|Hofacre, Charles -|
|Frank, Joseph -|
Submitted to: Journal of Food Protection
Publication Type: Peer Reviewed Journal
Publication Acceptance Date: August 13, 2014
Publication Date: N/A
Interpretive Summary: Listeria monocytogenes is a human pathogen that can be present in commercial chicken cooking plants. L. monocytogenes enters the plant with incoming raw meat and eventually makes its way to floor drains where it can become a long term resident. This sets the stage for potential cross contamination of other areas of the plant and even fully cooked ready-to-eat poultry meat. Poultry processors need effective means to sanitize floor drains and other surfaces to lessen the presence of human pathogens such as L. monocytogenes. Since bacteria can develop tolerance to sanitizers, it is recommended to rotate treatments to maintain effectiveness. We tested three methods to sanitize floor drains including a peroxide/peroxyacetic acid (PPA) chemical, naturally derived chitosan-arginine and 95oC heat treatment for 15 s. Model floor drains were constructed and inoculated with L. monocytogenes such that some bacterial cells remained free swimming in the liquid and some became attached to the inner wall of the drain pipe. Individual treatments were applied either before or after the bacteria had a chance to reproduce in the model drain. Numbers of L. monocytogenes in the liquid and attached to the pipe were determined and compared to those found in untreated control pipes. All treatments lessened the numbers of free swimming L. monocytogenes, heat and PPA were the most effective; heat eliminated all detectable free swimming L. monocytogenes. Attached bacteria were somewhat more resistant but still all treatments were effective if applied before the bacteria could reproduce. Poultry processors can use this information in considering effective treatments to include in a rotation for drain sanitization.

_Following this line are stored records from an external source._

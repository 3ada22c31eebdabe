//! Proof submission payload
//!
//! Pairs the Bitcoin signature over the linkage message with the ML-DSA-44
//! entry of a [`SignedMessageBundle`]. The JSON form is what gets sealed.

use serde::{Deserialize, Serialize};

use crate::address::PqAddress;
use crate::signer::SignedMessageBundle;

#[derive(Debug, Clone, PartialEq, Eq, Serialize, Deserialize)]
#[serde(rename_all = "camelCase")]
pub struct ProofRequest {
    pub bitcoin_address: String,
    /// Base64 Bitcoin message signature over the linkage message
    pub bitcoin_signed_message: String,
    pub mldsa44_address: PqAddress,
    pub mldsa44_signed_message: String,
    pub mldsa44_public_key: String,
}

impl ProofRequest {
    pub fn from_bundle(
        bitcoin_address: &str,
        bitcoin_signature: &str,
        bundle: &SignedMessageBundle,
    ) -> Self {
        let ml_dsa = &bundle.ml_dsa_44;
        Self {
            bitcoin_address: bitcoin_address.to_string(),
            bitcoin_signed_message: bitcoin_signature.to_string(),
            mldsa44_address: ml_dsa.address.clone(),
            mldsa44_signed_message: ml_dsa.signed_message.clone(),
            mldsa44_public_key: ml_dsa.public_key.clone(),
        }
    }

    pub fn to_json_bytes(&self) -> Result<Vec<u8>, serde_json::Error> {
        serde_json::to_vec(self)
    }

    pub fn from_json_bytes(bytes: &[u8]) -> Result<Self, serde_json::Error> {
        serde_json::from_slice(bytes)
    }
}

Technical Abstract: Listeria monocytogenes can colonize a poultry processing or further processing plant as a resident in floor drains. Limiting growth and attachment to drain surfaces may help lessen the potential for cross contamination of product. The objective of this study was to compare a synthetic hydrogen peroxide/peroxyacetic acid based chemical proven to be effective in drain sanitizing to naturally derived chitosan-arginine or heat to prevent attachment of or destroy existing L. monocytogenes on the inner surface of model floor drains. L. monocytogenes was introduced to result in about 109 planktonic and attached cells within untreated PVC model drain pipes. Treatments (0.13% peroxide based sanitizer, 0.1% chitosan-arginine or 15 s of hot water at 95 - 100oC) were applied immediately after inoculation, or after 24 h incubation. Following treatment, all pipes were incubated for an additional 24 h; planktonic and attached cells were enumerated by plate count. All treatments significantly (P < 0.05) lowered numbers of planktonic and attached cells recovered. Chitosan-arginine resulted in approximately a 6 log reduction in planktonic cells when applied prior to incubation and a 3 log reduction after the inoculum had a chance to grow. Both heat and peroxide significantly outperformed chitosan-arginine (8 to 9 log reduction) and were equally effective before and after incubation. Heat was the only treatment which eliminated detectable planktonic L. monocytogenes. All treatments were less effective against attached cells. Chitosan-arginine provided about a 4.5 log decrease in attached cells when applied before incubation and no significant decrease when applied after growth. Like with planktonic cells, peroxide/peroxyacetic acid and heat were equally effective before or after incubation causing decreases ranging from 7 to 8.5 log attached L. monocytogenes. Applied at the most efficacious time, any of these techniques may lessen the potential for L. monocytogenes to remain as a long term resident in processing plant floor drains.